Why go all the way to Urbana to study the Bible? Can’t you do that on your own? Well, yes, you certainly can. (Please do!) But you can experience so much more of the Word when joined with a diverse community of God’s people. That is one of the gifts God wants to give us all at Urbana.
God’s Spirit speaks through his Word all the time, in all kinds of circumstances. But it is not just given to you and to me. It was written for communities of God’s people to hear and obey together. Community gives us perspective. God meets me personally in his Word, but without community, I can’t hear all that he’s saying.
Likewise, God meets me in my local communities, but I often hear the same voices quoted again and again. No matter how wise or insightful they may be, our favorite pastors, authors, communities, churches, and seminaries all have their own forms of myopia. Even if we seek out other voices, we cannot escape our own inherent biases.
We need each other—in all our diversity—to see clearly!
Eyes to See
I grew up loving Jesus’ story of the man with two sons, often called “The Prodigal Son.” But I never realized until my first year in college, studying it more closely with a community of friends, that Jesus was actually talking to a whole bunch of people very much like the older son in the story, who were angry that Jesus was welcoming younger sons home to the Father.
And I had never before seen that the father in the story is just as intent on pursuing his older son as he is on welcoming his younger son, that the older son is just as lost as his brother had been—and doesn’t know it. When Jesus ends the story without telling us if the older son joins the party, it’s like he’s pleading with the older sons in his audience, "Will you come in to the party? Will you join the celebration and share the heart of the Father?"

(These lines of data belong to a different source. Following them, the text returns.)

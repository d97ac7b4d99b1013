//! Pre-built research workflow
//!
//! The same four-node graph serves every persona; only the step bindings
//! differ.
//!
//! ```text
//!   rewrite_query
//!        │
//!        ▼
//!   perform_research ◀──────┐
//!        │                  │ continue
//!        ▼                  │ (research_complete == false)
//!     reflect ──────────────┘
//!        │ complete
//!        ▼
//!   final_analysis ──▶ END
//! ```
//!
//! `perform_research` carries a loop limit: after `max_research_iterations`
//! passes the runner stops looping and goes to `final_analysis`.

use std::sync::Arc;

use crate::workflow::{BuiltWorkflowGraph, Step, WorkflowBuildError, WorkflowGraph, END};

use super::state::ResearchState;

/// Node names of the research graph
pub mod nodes {
    pub const REWRITE_QUERY: &str = "rewrite_query";
    pub const PERFORM_RESEARCH: &str = "perform_research";
    pub const REFLECT: &str = "reflect";
    pub const FINAL_ANALYSIS: &str = "final_analysis";
}

/// Branch keys produced after `reflect`
pub mod decisions {
    pub const COMPLETE: &str = "complete";
    pub const CONTINUE: &str = "continue";
}

type ResearchStep = Arc<dyn Step<ResearchState>>;

/// The four step bindings that make up one persona
#[derive(Clone)]
pub struct PersonaSteps {
    pub rewrite_query: ResearchStep,
    pub perform_research: ResearchStep,
    pub reflect: ResearchStep,
    pub final_analysis: ResearchStep,
}

impl PersonaSteps {
    pub fn new(
        rewrite_query: ResearchStep,
        perform_research: ResearchStep,
        reflect: ResearchStep,
        final_analysis: ResearchStep,
    ) -> Self {
        Self {
            rewrite_query,
            perform_research,
            reflect,
            final_analysis,
        }
    }
}

impl std::fmt::Debug for PersonaSteps {
    fn fmt(&self, f: &mut std::fmt::Formatter<'_>) -> std::fmt::Result {
        f.debug_struct("PersonaSteps").finish_non_exhaustive()
    }
}

/// Route after reflection on the merged state
fn after_reflect(state: &ResearchState) -> String {
    if state.research_complete {
        decisions::COMPLETE.to_string()
    } else {
        decisions::CONTINUE.to_string()
    }
}

/// Builder for the research graph of one persona.
#[derive(Debug, Clone)]
pub struct ResearchWorkflowBuilder {
    /// Name of the workflow
    name: String,

    /// Research passes allowed before the loop guard triggers
    max_research_iterations: usize,

    steps: PersonaSteps,
}

impl ResearchWorkflowBuilder {
    /// Default cap on research passes per run
    pub const DEFAULT_MAX_RESEARCH_ITERATIONS: usize = 3;

    pub fn new(steps: PersonaSteps) -> Self {
        Self {
            name: "research_workflow".to_string(),
            max_research_iterations: Self::DEFAULT_MAX_RESEARCH_ITERATIONS,
            steps,
        }
    }

    /// Set the workflow name.
    pub fn name(mut self, name: impl Into<String>) -> Self {
        self.name = name.into();
        self
    }

    /// Set the maximum number of research passes.
    ///
    /// Default: 3
    pub fn max_research_iterations(mut self, max: usize) -> Self {
        self.max_research_iterations = max.max(1);
        self
    }

    /// Build the workflow graph.
    pub fn build(self) -> Result<BuiltWorkflowGraph<ResearchState>, WorkflowBuildError> {
        let PersonaSteps {
            rewrite_query,
            perform_research,
            reflect,
            final_analysis,
        } = self.steps;

        WorkflowGraph::new()
            .name(self.name)
            .node(nodes::REWRITE_QUERY, rewrite_query)
            .node(nodes::PERFORM_RESEARCH, perform_research)
            .node(nodes::REFLECT, reflect)
            .node(nodes::FINAL_ANALYSIS, final_analysis)
            .entry(nodes::REWRITE_QUERY)
            .edge(nodes::REWRITE_QUERY, nodes::PERFORM_RESEARCH)
            .edge(nodes::PERFORM_RESEARCH, nodes::REFLECT)
            .conditional_edges(
                nodes::REFLECT,
                after_reflect,
                vec![
                    (decisions::COMPLETE, nodes::FINAL_ANALYSIS),
                    (decisions::CONTINUE, nodes::PERFORM_RESEARCH),
                ],
            )
            .edge(nodes::FINAL_ANALYSIS, END)
            .loop_limit(
                nodes::PERFORM_RESEARCH,
                self.max_research_iterations,
                nodes::FINAL_ANALYSIS,
            )
            .build()
    }
}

I realized Jesus was inviting me home in a way I’d never known. Without delving into Scripture in community, I never would have seen that.
Or Jesus’ story of the workers in the field, who started work at different times, but are paid the same at the end of the day. This parable took on an entirely new meaning when I studied it with someone whose whole family worked as migrant farm laborers.
And remember the Samaritan woman? Studying this passage in community helped me see her from another perspective. What if she wasn’t the promiscuous woman avoiding Jesus’ piercing conversation like I had always thought? What if she was someone who’d been victimized for years by multiple men in her life? What if she was actually tracking quite well with Jesus, and I was the one falling behind their conversation a bit?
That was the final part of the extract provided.